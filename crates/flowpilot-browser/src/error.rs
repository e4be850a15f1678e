//! Browser error helpers - re-exports the unified FlowError from flowpilot-core
//!
//! Every DevTools failure becomes `FlowError::Browser` with the operation that
//! failed in the message. Elements that never show up within a bounded wait
//! become `FlowError::ElementNotFound`.

use std::fmt::Display;

pub use flowpilot_core::{FlowError, Result};

/// Map a DevTools error into `FlowError::Browser`, prefixed with `what`
pub(crate) fn cdp<E: Display>(what: &str) -> impl FnOnce(E) -> FlowError + '_ {
    move |e| FlowError::Browser(format!("{}: {}", what, e))
}

#[cfg(test)]
mod tests {
    use super::*;

    #[test]
    fn test_cdp_error_message() {
        let err = cdp("Failed to reload")("socket closed");
        assert!(matches!(err, FlowError::Browser(_)));
        assert_eq!(err.to_string(), "Browser error: Failed to reload: socket closed");
    }
}
//! Debug screenshots using Chrome DevTools Protocol

use crate::browser::BrowserSession;
use crate::error::{cdp, Result};
use headless_chrome::protocol::cdp::Page::CaptureScreenshotFormatOption;
use std::path::{Path, PathBuf};
use tracing::info;

/// `<dir>/<name>.png`, keeping an existing `.png` suffix
pub fn screenshot_path(dir: &Path, name: &str) -> PathBuf {
    if name.ends_with(".png") {
        dir.join(name)
    } else {
        dir.join(format!("{}.png", name))
    }
}

/// Capture the full page as PNG bytes
pub async fn capture_full_page(session: &BrowserSession) -> Result<Vec<u8>> {
    session
        .tab()
        .capture_screenshot(CaptureScreenshotFormatOption::Png, None, None, true)
        .map_err(cdp("CDP capture failed"))
}

/// Save a full-page screenshot into `dir` and return its path
pub async fn save_screenshot(session: &BrowserSession, dir: &Path, name: &str) -> Result<PathBuf> {
    let data = capture_full_page(session).await?;
    let path = screenshot_path(dir, name);
    tokio::fs::write(&path, &data).await?;

    info!("Screenshot saved: {} ({} bytes)", path.display(), data.len());
    Ok(path)
}

/// Save a screenshot named `name` into the working directory
pub async fn save_debug_screenshot(session: &BrowserSession, name: &str) -> Result<PathBuf> {
    let dir = std::env::current_dir()?;
    save_screenshot(session, &dir, name).await
}

#[cfg(test)]
mod tests {
    use super::*;

    #[test]
    fn test_screenshot_path_adds_extension() {
        let dir = Path::new("/tmp/run");
        assert_eq!(
            screenshot_path(dir, "debug_timeout"),
            PathBuf::from("/tmp/run/debug_timeout.png")
        );
    }

    #[test]
    fn test_screenshot_path_keeps_extension() {
        let dir = tempfile::tempdir().unwrap();
        assert_eq!(
            screenshot_path(dir.path(), "debug_create_disabled.png"),
            dir.path().join("debug_create_disabled.png")
        );
    }
}
//! Element locators evaluated in the page
//!
//! A [`Locator`] compiles to a self-contained script that finds the first
//! matching element, optionally tags it with [`MARK_ATTRIBUTE`] so it can be
//! clicked through CDP, and reports its state as JSON.

use serde::Deserialize;

/// Attribute set on the element a locator resolved to
pub const MARK_ATTRIBUTE: &str = "data-flowpilot-mark";

/// CSS selector of the currently marked element
pub const MARKED_SELECTOR: &str = r#"[data-flowpilot-mark="target"]"#;

/// How candidates are collected
#[derive(Debug, Clone, PartialEq, Eq)]
pub enum Target {
    /// Plain CSS selector
    Css(String),
    /// ARIA role, optionally filtered by accessible name (substring)
    Role { role: String, name: Option<String> },
    /// Form control whose placeholder contains the text
    Placeholder(String),
    /// Innermost element whose text contains the string
    Text(String),
    /// The dropdown control belonging to a visible label
    LabelledDropdown(String),
}

/// Restrict the search to the dialog containing some text, if there is one
#[derive(Debug, Clone, PartialEq, Eq)]
pub struct DialogScope {
    pub has_text: String,
}

/// Something to find on the page
#[derive(Debug, Clone, PartialEq, Eq)]
pub struct Locator {
    target: Target,
    has_text: Option<String>,
    scope: Option<DialogScope>,
}

/// What a locator resolved to
#[derive(Debug, Clone, Default, PartialEq, Eq, Deserialize)]
pub struct ElementState {
    pub found: bool,
    #[serde(default)]
    pub count: usize,
    #[serde(default)]
    pub visible: bool,
    #[serde(default)]
    pub enabled: bool,
    #[serde(default)]
    pub text: Option<String>,
}

impl Locator {
    pub fn css(selector: impl Into<String>) -> Self {
        Self::from_target(Target::Css(selector.into()))
    }

    /// `button` or `[role=button]` whose name contains `name`
    pub fn button(name: impl Into<String>) -> Self {
        Self::role("button", Some(name.into()))
    }

    pub fn role(role: &str, name: Option<String>) -> Self {
        Self::from_target(Target::Role {
            role: role.to_string(),
            name,
        })
    }

    pub fn placeholder(text: impl Into<String>) -> Self {
        Self::from_target(Target::Placeholder(text.into()))
    }

    pub fn text(text: impl Into<String>) -> Self {
        Self::from_target(Target::Text(text.into()))
    }

    pub fn labelled_dropdown(label: impl Into<String>) -> Self {
        Self::from_target(Target::LabelledDropdown(label.into()))
    }

    /// Keep only candidates whose text contains `text`
    pub fn with_text(mut self, text: impl Into<String>) -> Self {
        self.has_text = Some(text.into());
        self
    }

    /// Search inside the dialog showing `text`, or the whole page without one
    pub fn in_dialog_with(mut self, text: impl Into<String>) -> Self {
        self.scope = Some(DialogScope {
            has_text: text.into(),
        });
        self
    }

    fn from_target(target: Target) -> Self {
        Self {
            target,
            has_text: None,
            scope: None,
        }
    }

    /// Human-readable description for logs and errors
    pub fn describe(&self) -> String {
        let mut out = match &self.target {
            Target::Css(css) => css.clone(),
            Target::Role { role, name: Some(n) } => format!("{}[name~=\"{}\"]", role, n),
            Target::Role { role, name: None } => role.clone(),
            Target::Placeholder(p) => format!("[placeholder~=\"{}\"]", p),
            Target::Text(t) => format!("text=\"{}\"", t),
            Target::LabelledDropdown(l) => format!("dropdown \"{}\"", l),
        };
        if let Some(text) = &self.has_text {
            out.push_str(&format!(" has-text \"{}\"", text));
        }
        if let Some(scope) = &self.scope {
            out = format!("dialog \"{}\" >> {}", scope.has_text, out);
        }
        out
    }

    /// Script returning the JSON-encoded [`ElementState`] of the first match
    ///
    /// With `mark` set, the match (and only the match) carries
    /// `data-flowpilot-mark="target"` afterwards.
    pub fn script(&self, mark: bool) -> String {
        format!(
            r#"(() => {{
  const norm = (s) => (s || '').replace(/\s+/g, ' ').trim().toLowerCase();
  const textOf = (el) => el.innerText || el.textContent || '';
  const nameOf = (el) => norm(el.getAttribute('aria-label') || textOf(el) || el.value || '');
  const visible = (el) => {{
    if (!el || !el.isConnected) return false;
    const r = el.getBoundingClientRect();
    if (r.width === 0 && r.height === 0) return false;
    const st = getComputedStyle(el);
    return st.visibility !== 'hidden' && st.display !== 'none';
  }};
  const roleSelector = (role) => {{
    if (role === 'button') return 'button, [role="button"]';
    if (role === 'combobox') return 'select, [role="combobox"]';
    if (role === 'dialog') return 'dialog, [role="dialog"]';
    return '[role="' + role + '"]';
  }};
  const byRole = (root, role, name) => Array.from(root.querySelectorAll(roleSelector(role)))
    .filter((el) => name === null || nameOf(el).includes(norm(name)));
  const innermost = (root, pred) => Array.from(root.querySelectorAll('*'))
    .filter((el) => pred(norm(el.textContent)) && !Array.from(el.children).some((c) => pred(norm(c.textContent))));
  const scopeText = {scope};
  let roots = [document];
  if (scopeText !== null) {{
    const dialogs = byRole(document, 'dialog', null).filter((d) => norm(d.textContent).includes(norm(scopeText)));
    if (dialogs.length > 0) roots = [dialogs[0]];
  }}
  const collect = (root) => {{
{collect}
  }};
  const hasText = {has_text};
  let matches = [];
  for (const root of roots) matches = matches.concat(collect(root));
  matches = matches.filter((el, i) => el && matches.indexOf(el) === i);
  if (hasText !== null) matches = matches.filter((el) => norm(textOf(el)).includes(norm(hasText)));
  const el = matches.length > 0 ? matches[0] : null;
  if ({mark}) {{
    document.querySelectorAll('[{attr}]').forEach((m) => m.removeAttribute('{attr}'));
    if (el) el.setAttribute('{attr}', 'target');
  }}
  return JSON.stringify({{
    found: el !== null,
    count: matches.length,
    visible: visible(el),
    enabled: el !== null && !el.disabled && el.getAttribute('aria-disabled') !== 'true',
    text: el ? textOf(el) : null,
  }});
}})()"#,
            scope = js_opt(self.scope.as_ref().map(|s| s.has_text.as_str())),
            collect = self.collect_body(),
            has_text = js_opt(self.has_text.as_deref()),
            mark = mark,
            attr = MARK_ATTRIBUTE,
        )
    }

    fn collect_body(&self) -> String {
        match &self.target {
            Target::Css(css) => format!(
                "    return Array.from(root.querySelectorAll({}));",
                js_str(css)
            ),
            Target::Role { role, name } => format!(
                "    return byRole(root, {}, {});",
                js_str(role),
                js_opt(name.as_deref())
            ),
            Target::Placeholder(p) => format!(
                "    return Array.from(root.querySelectorAll('[placeholder]')).filter((el) => norm(el.getAttribute('placeholder')).includes(norm({})));",
                js_str(p)
            ),
            Target::Text(t) => format!(
                "    const t = norm({});\n    return innermost(root, (s) => s.includes(t));",
                js_str(t)
            ),
            Target::LabelledDropdown(label) => format!(
                r#"    const label = {label};
    let found = byRole(root, 'button', label);
    if (found.length === 0) found = byRole(root, 'combobox', label);
    if (found.length === 0) {{
      const exact = innermost(root, (s) => s === norm(label));
      for (const l of exact) {{
        const b = l.parentElement && l.parentElement.querySelector('button, [role="button"]');
        if (b) {{ found = [b]; break; }}
      }}
    }}
    if (found.length === 0) {{
      const loose = innermost(root, (s) => s.includes(norm(label)));
      if (loose.length > 0) {{
        const anc = loose[0].closest('button, [role="button"], [role="combobox"]');
        found = [anc || loose[0]];
      }}
    }}
    return found;"#,
                label = js_str(label)
            ),
        }
    }
}

/// Quote a string as a JavaScript string literal
pub(crate) fn js_str(s: &str) -> String {
    serde_json::to_string(s).unwrap_or_else(|_| "\"\"".to_string())
}

fn js_opt(s: Option<&str>) -> String {
    s.map(js_str).unwrap_or_else(|| "null".to_string())
}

▶ [About this task]:
Copy out every line from the data above in which the word "DialogScope" occurs.

▶ [Response]:
pub struct DialogScope {
    scope: Option<DialogScope>,
        self.scope = Some(DialogScope {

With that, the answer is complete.